# Question regarding National Guard



## Catanz22 (Jan 29, 2014)

I have a question regarding the National Guard. I understand that you do not get veterans preference unless you deploy but will joining the National Guard help with becoming a LEO in Massachusetts?


----------



## GoArmy14 (Oct 17, 2013)

It can't hurt...particularly if you volunteer for a deployment out of the gate. PM me if you have any specific questions.


----------



## wwonka (Dec 8, 2010)

It won't help unless you deploy. 

But it won't hurt and it is always good to serve your country. 

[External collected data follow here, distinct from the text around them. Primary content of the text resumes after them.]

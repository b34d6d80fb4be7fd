//! Development seed: a small catalog and a welcome coupon. Idempotent, keyed
//! on slugs and coupon codes.

use anyhow::Result;
use sqlx::postgres::PgPoolOptions;
use sqlx::PgPool;
use uuid::Uuid;

struct CategorySeed {
    name: &'static str,
    slug: &'static str,
    description: &'static str,
    sort_order: i32,
}

struct ProductSeed {
    name: &'static str,
    slug: &'static str,
    description: &'static str,
    category_slug: &'static str,
    price_per_kg_cents: i64,
    stock_grams: i64,
}

const CATEGORIES: &[CategorySeed] = &[
    CategorySeed {
        name: "Castanhas",
        slug: "castanhas",
        description: "Selecao premium de castanhas brasileiras",
        sort_order: 1,
    },
    CategorySeed {
        name: "Mix Gourmet",
        slug: "mix",
        description: "Combos autorais para rituais de bem-estar",
        sort_order: 2,
    },
    CategorySeed {
        name: "Edicoes Limitadas",
        slug: "limitadas",
        description: "Curadoria sazonal em tiragens reduzidas",
        sort_order: 3,
    },
];

const PRODUCTS: &[ProductSeed] = &[
    ProductSeed {
        name: "Castanha do Para Premium",
        slug: "castanha-do-para-premium",
        description: "Castanhas selecionadas da Amazonia brasileira",
        category_slug: "castanhas",
        price_per_kg_cents: 8990,
        stock_grams: 50_000,
    },
    ProductSeed {
        name: "Castanha de Caju Torrada",
        slug: "castanha-de-caju-torrada",
        description: "Caju premium levemente torrado",
        category_slug: "castanhas",
        price_per_kg_cents: 6990,
        stock_grams: 42_000,
    },
    ProductSeed {
        name: "Mix Gourmet Tropical",
        slug: "mix-gourmet-tropical",
        description: "Castanhas e frutas secas em equilibrio perfeito",
        category_slug: "mix",
        price_per_kg_cents: 7990,
        stock_grams: 35_000,
    },
    ProductSeed {
        name: "Mix Energia Plus",
        slug: "mix-energia-plus",
        description: "Selecao para alto desempenho",
        category_slug: "mix",
        price_per_kg_cents: 9490,
        stock_grams: 28_000,
    },
];

async fn seed(pool: &PgPool) -> Result<()> {
    for category in CATEGORIES {
        sqlx::query(
            "INSERT INTO categories (id, name, slug, description, sort_order, active, created_at)
             VALUES ($1, $2, $3, $4, $5, TRUE, NOW())
             ON CONFLICT (slug) DO NOTHING",
        )
        .bind(Uuid::now_v7())
        .bind(category.name)
        .bind(category.slug)
        .bind(category.description)
        .bind(category.sort_order)
        .execute(pool)
        .await?;
    }

    for product in PRODUCTS {
        sqlx::query(
            "INSERT INTO products
               (id, name, slug, description, category_id, price_per_kg_cents,
                stock_grams, active, created_at, updated_at)
             SELECT $1, $2, $3, $4, c.id, $6, $7, TRUE, NOW(), NOW()
             FROM categories c WHERE c.slug = $5
             ON CONFLICT (slug) DO NOTHING",
        )
        .bind(Uuid::now_v7())
        .bind(product.name)
        .bind(product.slug)
        .bind(product.description)
        .bind(product.category_slug)
        .bind(product.price_per_kg_cents)
        .bind(product.stock_grams)
        .execute(pool)
        .await?;
    }

    sqlx::query(
        "INSERT INTO coupons
           (id, code, description, discount_type, discount_value, min_order_value,
            max_uses, used_count, is_active, created_at)
         VALUES ($1, 'BEMVINDO10', '10% na primeira compra', 'percentage', 10, NULL,
                 NULL, 0, TRUE, NOW())
         ON CONFLICT (code) DO NOTHING",
    )
    .bind(Uuid::now_v7())
    .execute(pool)
    .await?;

    Ok(())
}

#[tokio::main]
async fn main() -> Result<()> {
    dotenvy::dotenv().ok();
    let database_url = std::env::var("DATABASE_URL")
        .map_err(|_| anyhow::anyhow!("DATABASE_URL must be set"))?;

    let pool = PgPoolOptions::new().max_connections(2).connect(&database_url).await?;
    sqlx::migrate!("./migrations").run(&pool).await?;
    seed(&pool).await?;

    println!("seeded {} categories and {} products", CATEGORIES.len(), PRODUCTS.len());
    Ok(())
}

Go air guard better quality of life in the usaf. 

Peace 

Sent from my Galaxy S3.


----------



## militia_man (Mar 27, 2005)

You don't have to deploy anymore to gain veteran preference. This was changed after all of the National Guardsmen who were called up to active after 9/11 to bolster security at military bases, power plants, airports, etc. However, active duty for training does not count.


----------



## tallcapecop22 (Nov 25, 2007)

What it boils down to is this, you can't claim veterans preference without a form called a DD-214, that's an honorable discharge form. With the guard if you spend some time on active orders that are not training, (Basic and tech school for the Air Force and any drill dates or UTA are examples of training for the air guard since that's all I know for my branch) at the end of your orders you are cut a DD-214. Unlike if you were active military were you would have to complete your term of service to get a DD-214


----------